To do: Where in the records does the word "CurrentJob" appear? Copy each line that holds it.
─── Excerpted data ───
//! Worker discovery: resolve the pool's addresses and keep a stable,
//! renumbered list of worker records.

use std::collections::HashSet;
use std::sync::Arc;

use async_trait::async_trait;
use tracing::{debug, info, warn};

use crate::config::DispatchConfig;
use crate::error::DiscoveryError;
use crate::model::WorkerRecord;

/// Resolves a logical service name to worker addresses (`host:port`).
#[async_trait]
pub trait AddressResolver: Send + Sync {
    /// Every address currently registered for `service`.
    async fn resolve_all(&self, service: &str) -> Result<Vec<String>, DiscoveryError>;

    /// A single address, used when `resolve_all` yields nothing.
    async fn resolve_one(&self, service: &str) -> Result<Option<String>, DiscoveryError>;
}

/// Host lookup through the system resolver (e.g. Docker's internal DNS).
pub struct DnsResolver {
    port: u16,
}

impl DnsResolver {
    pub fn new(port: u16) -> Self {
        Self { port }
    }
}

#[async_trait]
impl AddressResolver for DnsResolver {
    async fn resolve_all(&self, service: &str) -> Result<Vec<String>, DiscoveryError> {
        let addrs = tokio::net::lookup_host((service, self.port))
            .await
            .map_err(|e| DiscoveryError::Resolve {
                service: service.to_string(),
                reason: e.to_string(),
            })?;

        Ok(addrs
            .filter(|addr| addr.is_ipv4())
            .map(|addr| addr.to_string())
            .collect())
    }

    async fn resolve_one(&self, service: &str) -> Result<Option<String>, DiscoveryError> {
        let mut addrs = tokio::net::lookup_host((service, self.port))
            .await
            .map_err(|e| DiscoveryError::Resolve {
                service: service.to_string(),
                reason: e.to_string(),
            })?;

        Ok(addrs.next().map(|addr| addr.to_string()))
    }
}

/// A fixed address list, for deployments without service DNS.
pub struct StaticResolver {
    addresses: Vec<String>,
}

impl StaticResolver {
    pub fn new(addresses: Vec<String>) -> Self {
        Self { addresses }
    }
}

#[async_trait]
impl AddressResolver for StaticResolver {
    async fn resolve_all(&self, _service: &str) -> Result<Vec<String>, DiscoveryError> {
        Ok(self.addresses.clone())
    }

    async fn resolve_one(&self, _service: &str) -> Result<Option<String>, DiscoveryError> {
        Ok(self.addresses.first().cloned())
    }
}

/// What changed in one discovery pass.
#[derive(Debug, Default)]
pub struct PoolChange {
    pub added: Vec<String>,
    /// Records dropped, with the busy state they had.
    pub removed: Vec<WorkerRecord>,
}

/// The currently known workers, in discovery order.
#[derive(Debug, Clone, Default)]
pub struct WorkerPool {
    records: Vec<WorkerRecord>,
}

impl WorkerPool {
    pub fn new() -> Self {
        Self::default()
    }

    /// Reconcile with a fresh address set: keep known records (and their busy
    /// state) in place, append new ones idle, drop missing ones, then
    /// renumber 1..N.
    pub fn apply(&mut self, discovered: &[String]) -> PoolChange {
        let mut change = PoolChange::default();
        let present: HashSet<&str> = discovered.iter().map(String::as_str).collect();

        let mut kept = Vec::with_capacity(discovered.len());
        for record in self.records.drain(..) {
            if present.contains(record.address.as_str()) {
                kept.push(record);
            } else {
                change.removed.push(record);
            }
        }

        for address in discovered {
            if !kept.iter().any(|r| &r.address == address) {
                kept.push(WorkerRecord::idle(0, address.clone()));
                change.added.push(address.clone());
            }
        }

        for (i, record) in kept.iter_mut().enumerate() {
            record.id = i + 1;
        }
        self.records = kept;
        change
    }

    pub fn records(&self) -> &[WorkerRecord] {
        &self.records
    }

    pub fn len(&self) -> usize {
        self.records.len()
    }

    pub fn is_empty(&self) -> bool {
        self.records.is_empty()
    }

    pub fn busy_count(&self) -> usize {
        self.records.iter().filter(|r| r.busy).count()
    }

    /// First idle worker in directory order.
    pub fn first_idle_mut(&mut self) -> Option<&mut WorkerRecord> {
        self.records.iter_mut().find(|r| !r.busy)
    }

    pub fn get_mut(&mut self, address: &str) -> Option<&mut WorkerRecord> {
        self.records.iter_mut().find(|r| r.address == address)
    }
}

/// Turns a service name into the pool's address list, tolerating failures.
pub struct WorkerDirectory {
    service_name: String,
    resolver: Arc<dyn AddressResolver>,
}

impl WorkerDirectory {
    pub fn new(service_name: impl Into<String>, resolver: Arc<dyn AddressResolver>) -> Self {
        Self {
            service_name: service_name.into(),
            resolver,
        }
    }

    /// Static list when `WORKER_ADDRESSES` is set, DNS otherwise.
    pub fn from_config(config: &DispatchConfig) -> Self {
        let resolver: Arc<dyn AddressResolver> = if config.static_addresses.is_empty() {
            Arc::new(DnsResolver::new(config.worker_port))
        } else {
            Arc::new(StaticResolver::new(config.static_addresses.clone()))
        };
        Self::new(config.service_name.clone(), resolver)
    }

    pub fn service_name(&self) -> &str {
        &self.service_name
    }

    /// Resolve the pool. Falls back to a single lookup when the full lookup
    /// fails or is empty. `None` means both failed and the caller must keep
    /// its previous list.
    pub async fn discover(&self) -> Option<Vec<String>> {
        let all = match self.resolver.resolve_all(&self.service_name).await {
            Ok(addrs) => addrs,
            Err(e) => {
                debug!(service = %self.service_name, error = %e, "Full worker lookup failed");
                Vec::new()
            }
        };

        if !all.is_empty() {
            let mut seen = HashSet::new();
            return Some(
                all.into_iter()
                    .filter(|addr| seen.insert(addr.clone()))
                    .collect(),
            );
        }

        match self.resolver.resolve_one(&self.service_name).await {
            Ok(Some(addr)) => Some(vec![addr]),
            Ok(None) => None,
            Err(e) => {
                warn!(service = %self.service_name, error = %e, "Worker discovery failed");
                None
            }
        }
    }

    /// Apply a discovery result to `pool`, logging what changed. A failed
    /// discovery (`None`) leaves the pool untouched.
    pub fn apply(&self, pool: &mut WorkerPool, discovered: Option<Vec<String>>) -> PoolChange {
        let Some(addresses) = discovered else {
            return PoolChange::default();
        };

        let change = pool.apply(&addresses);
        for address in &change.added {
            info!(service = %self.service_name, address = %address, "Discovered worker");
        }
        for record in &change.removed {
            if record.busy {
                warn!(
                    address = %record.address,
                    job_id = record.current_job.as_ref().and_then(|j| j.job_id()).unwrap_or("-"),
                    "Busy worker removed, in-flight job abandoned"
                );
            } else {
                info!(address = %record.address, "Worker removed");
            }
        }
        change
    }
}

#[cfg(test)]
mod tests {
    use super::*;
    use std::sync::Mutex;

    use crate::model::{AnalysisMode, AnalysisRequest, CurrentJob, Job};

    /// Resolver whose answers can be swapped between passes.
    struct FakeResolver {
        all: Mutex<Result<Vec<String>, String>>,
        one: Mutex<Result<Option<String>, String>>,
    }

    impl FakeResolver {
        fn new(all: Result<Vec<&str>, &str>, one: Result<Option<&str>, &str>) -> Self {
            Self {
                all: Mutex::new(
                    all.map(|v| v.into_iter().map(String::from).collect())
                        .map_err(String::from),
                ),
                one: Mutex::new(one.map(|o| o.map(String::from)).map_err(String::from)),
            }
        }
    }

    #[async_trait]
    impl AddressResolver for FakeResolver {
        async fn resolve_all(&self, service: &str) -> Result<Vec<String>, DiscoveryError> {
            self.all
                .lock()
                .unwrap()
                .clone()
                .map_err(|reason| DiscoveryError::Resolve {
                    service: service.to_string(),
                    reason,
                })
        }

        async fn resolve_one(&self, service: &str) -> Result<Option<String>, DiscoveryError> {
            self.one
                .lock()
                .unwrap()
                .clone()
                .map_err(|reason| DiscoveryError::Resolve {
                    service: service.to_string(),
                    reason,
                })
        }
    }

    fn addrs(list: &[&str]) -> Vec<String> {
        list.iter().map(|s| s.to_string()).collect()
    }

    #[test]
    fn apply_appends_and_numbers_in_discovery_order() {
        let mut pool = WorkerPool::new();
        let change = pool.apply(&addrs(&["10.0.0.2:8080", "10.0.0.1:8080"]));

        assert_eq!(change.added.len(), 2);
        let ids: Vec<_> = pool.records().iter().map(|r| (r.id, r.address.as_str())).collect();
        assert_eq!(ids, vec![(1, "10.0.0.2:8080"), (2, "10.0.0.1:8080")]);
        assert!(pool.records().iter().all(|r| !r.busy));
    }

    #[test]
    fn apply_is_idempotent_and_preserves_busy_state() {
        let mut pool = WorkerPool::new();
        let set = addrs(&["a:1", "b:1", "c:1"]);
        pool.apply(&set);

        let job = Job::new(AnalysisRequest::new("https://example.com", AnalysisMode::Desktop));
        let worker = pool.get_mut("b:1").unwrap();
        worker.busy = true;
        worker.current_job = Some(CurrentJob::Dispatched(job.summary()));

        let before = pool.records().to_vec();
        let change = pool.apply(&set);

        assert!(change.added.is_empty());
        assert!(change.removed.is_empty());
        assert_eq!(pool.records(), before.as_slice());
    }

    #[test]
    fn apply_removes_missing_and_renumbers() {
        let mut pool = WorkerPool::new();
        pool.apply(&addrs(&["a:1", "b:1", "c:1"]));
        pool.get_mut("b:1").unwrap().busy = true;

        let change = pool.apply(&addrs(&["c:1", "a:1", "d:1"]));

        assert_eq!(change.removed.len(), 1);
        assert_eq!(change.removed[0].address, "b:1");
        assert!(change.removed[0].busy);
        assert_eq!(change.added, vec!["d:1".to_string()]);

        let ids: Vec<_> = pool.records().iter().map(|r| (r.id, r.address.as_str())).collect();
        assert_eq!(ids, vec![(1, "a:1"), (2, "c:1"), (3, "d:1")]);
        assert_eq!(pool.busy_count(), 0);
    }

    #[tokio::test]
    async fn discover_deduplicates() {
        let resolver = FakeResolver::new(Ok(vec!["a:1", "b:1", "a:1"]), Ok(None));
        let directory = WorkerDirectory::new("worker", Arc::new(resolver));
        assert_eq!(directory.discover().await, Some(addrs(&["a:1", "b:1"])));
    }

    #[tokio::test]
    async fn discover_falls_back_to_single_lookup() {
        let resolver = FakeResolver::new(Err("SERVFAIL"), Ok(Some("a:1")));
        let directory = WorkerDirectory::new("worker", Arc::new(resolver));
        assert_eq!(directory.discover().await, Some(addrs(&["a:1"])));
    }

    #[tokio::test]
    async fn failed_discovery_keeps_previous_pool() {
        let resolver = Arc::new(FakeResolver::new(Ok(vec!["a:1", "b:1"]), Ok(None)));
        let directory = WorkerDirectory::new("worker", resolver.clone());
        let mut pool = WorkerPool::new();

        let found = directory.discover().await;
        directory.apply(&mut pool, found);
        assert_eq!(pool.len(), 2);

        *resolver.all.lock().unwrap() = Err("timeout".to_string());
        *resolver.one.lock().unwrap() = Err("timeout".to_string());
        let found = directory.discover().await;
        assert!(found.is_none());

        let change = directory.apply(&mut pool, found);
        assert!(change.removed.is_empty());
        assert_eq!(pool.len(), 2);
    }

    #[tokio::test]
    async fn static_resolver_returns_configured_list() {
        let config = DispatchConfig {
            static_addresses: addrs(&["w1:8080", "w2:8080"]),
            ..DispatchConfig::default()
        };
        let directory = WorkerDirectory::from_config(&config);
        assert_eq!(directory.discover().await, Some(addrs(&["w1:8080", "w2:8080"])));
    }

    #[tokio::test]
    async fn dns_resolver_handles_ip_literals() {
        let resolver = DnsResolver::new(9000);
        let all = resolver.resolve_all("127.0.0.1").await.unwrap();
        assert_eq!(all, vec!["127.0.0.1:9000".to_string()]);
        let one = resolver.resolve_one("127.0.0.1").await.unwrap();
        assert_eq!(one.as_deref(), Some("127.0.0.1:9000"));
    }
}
───
Solution below:
    use crate::model::{AnalysisMode, AnalysisRequest, CurrentJob, Job};
        worker.current_job = Some(CurrentJob::Dispatched(job.summary()));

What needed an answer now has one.